*PROBLEM TO SOLVE*
Check each line below for "ArtifactStore" and report how many have it, nothing else.

*DATA PROVIDED*
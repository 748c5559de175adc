pub mod assignment;
pub mod exchange;
pub mod grouping;
pub mod stress;
pub mod validator;

pub use crate::domain::model::{Assignment, CoupleGroup, Pool, Roster};
pub use crate::domain::ports::{ArtifactStore, ConfigProvider};
pub use crate::utils::error::Result;
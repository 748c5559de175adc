use crate::domain::ports::ArtifactStore;
use crate::utils::error::Result;
use std::fs;
use std::io::ErrorKind;
use std::path::{Path, PathBuf};

const ARTIFACT_EXTENSION: &str = "txt";

/// 每位送禮者一個 `<name>.txt` 檔案，內容只有收禮者名稱
#[derive(Debug, Clone)]
pub struct DirectoryStore {
    base_path: PathBuf,
}

impl DirectoryStore {
    pub fn new(base_path: impl Into<PathBuf>) -> Self {
        Self {
            base_path: base_path.into(),
        }
    }

    pub fn base_path(&self) -> &Path {
        &self.base_path
    }

    fn artifact_path(&self, key: &str) -> PathBuf {
        self.base_path
            .join(format!("{}.{}", key, ARTIFACT_EXTENSION))
    }
}

impl ArtifactStore for DirectoryStore {
    fn reset(&mut self) -> Result<()> {
        if self.base_path.exists() {
            tracing::debug!("Removing previous output at {}", self.base_path.display());
            fs::remove_dir_all(&self.base_path)?;
        }
        fs::create_dir_all(&self.base_path)?;
        Ok(())
    }

    fn put(&mut self, key: &str, value: &str) -> Result<()> {
        fs::write(self.artifact_path(key), value)?;
        Ok(())
    }

    fn list(&self) -> Result<Vec<String>> {
        let mut keys = Vec::new();
        for entry in fs::read_dir(&self.base_path)? {
            let path = entry?.path();
            if !path.is_file() {
                continue;
            }
            if path.extension().and_then(|ext| ext.to_str()) != Some(ARTIFACT_EXTENSION) {
                continue;
            }
            if let Some(stem) = path.file_stem().and_then(|stem| stem.to_str()) {
                keys.push(stem.to_string());
            }
        }
        Ok(keys)
    }

    fn get(&self, key: &str) -> Result<Option<String>> {
        match fs::read_to_string(self.artifact_path(key)) {
            Ok(value) => Ok(Some(value)),
            Err(e) if e.kind() == ErrorKind::NotFound => Ok(None),
            Err(e) => Err(e.into()),
        }
    }

    fn location(&self) -> String {
        self.base_path.display().to_string()
    }
}

/// 記憶體中的只增記錄。同一個鍵寫入兩次會留下兩筆，讓驗證能抓到重複寫入。
#[derive(Debug, Clone, Default)]
pub struct MemoryStore {
    records: Vec<(String, String)>,
}

impl MemoryStore {
    pub fn new() -> Self {
        Self::default()
    }

    pub fn len(&self) -> usize {
        self.records.len()
    }

    pub fn is_empty(&self) -> bool {
        self.records.is_empty()
    }
}

impl ArtifactStore for MemoryStore {
    fn reset(&mut self) -> Result<()> {
        self.records.clear();
        Ok(())
    }

    fn put(&mut self, key: &str, value: &str) -> Result<()> {
        self.records.push((key.to_string(), value.to_string()));
        Ok(())
    }

    fn list(&self) -> Result<Vec<String>> {
        Ok(self.records.iter().map(|(key, _)| key.clone()).collect())
    }

    fn get(&self, key: &str) -> Result<Option<String>> {
        Ok(self
            .records
            .iter()
            .rev()
            .find(|(k, _)| k == key)
            .map(|(_, value)| value.clone()))
    }

    fn location(&self) -> String {
        "memory".to_string()
    }
}

#[cfg(test)]
mod tests {
    use super::*;
    use tempfile::TempDir;

    #[test]
    fn test_directory_store_writes_plain_recipient() {
        let temp_dir = TempDir::new().unwrap();
        let mut store = DirectoryStore::new(temp_dir.path().join("output"));

        store.reset().unwrap();
        store.put("Greg", "Sondra").unwrap();

        let content = fs::read_to_string(temp_dir.path().join("output/Greg.txt")).unwrap();
        assert_eq!(content, "Sondra");
        assert_eq!(store.get("Greg").unwrap(), Some("Sondra".to_string()));
        assert_eq!(store.get("Megan").unwrap(), None);
        assert_eq!(store.list().unwrap(), vec!["Greg".to_string()]);
    }

    #[test]
    fn test_directory_store_reset_clears_previous_run() {
        let temp_dir = TempDir::new().unwrap();
        let mut store = DirectoryStore::new(temp_dir.path().join("output"));

        store.reset().unwrap();
        store.put("Greg", "Sondra").unwrap();
        store.put("Megan", "Josh").unwrap();
        store.reset().unwrap();

        assert!(store.list().unwrap().is_empty());
        assert!(store.base_path().exists());
    }

    #[test]
    fn test_directory_store_ignores_foreign_files() {
        let temp_dir = TempDir::new().unwrap();
        let mut store = DirectoryStore::new(temp_dir.path());

        store.reset().unwrap();
        store.put("Greg", "Sondra").unwrap();
        fs::write(temp_dir.path().join("notes.md"), "hello").unwrap();
        fs::create_dir(temp_dir.path().join("nested.txt")).unwrap();

        assert_eq!(store.list().unwrap(), vec!["Greg".to_string()]);
    }

    #[test]
    fn test_memory_store_keeps_double_writes() {
        let mut store = MemoryStore::new();
        store.put("Greg", "Sondra").unwrap();
        store.put("Greg", "Josh").unwrap();

        assert_eq!(store.len(), 2);
        assert_eq!(store.list().unwrap(), vec!["Greg".to_string(), "Greg".to_string()]);
        assert_eq!(store.get("Greg").unwrap(), Some("Josh".to_string()));

        store.reset().unwrap();
        assert!(store.is_empty());
    }
}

*YOUR SOLUTION*
4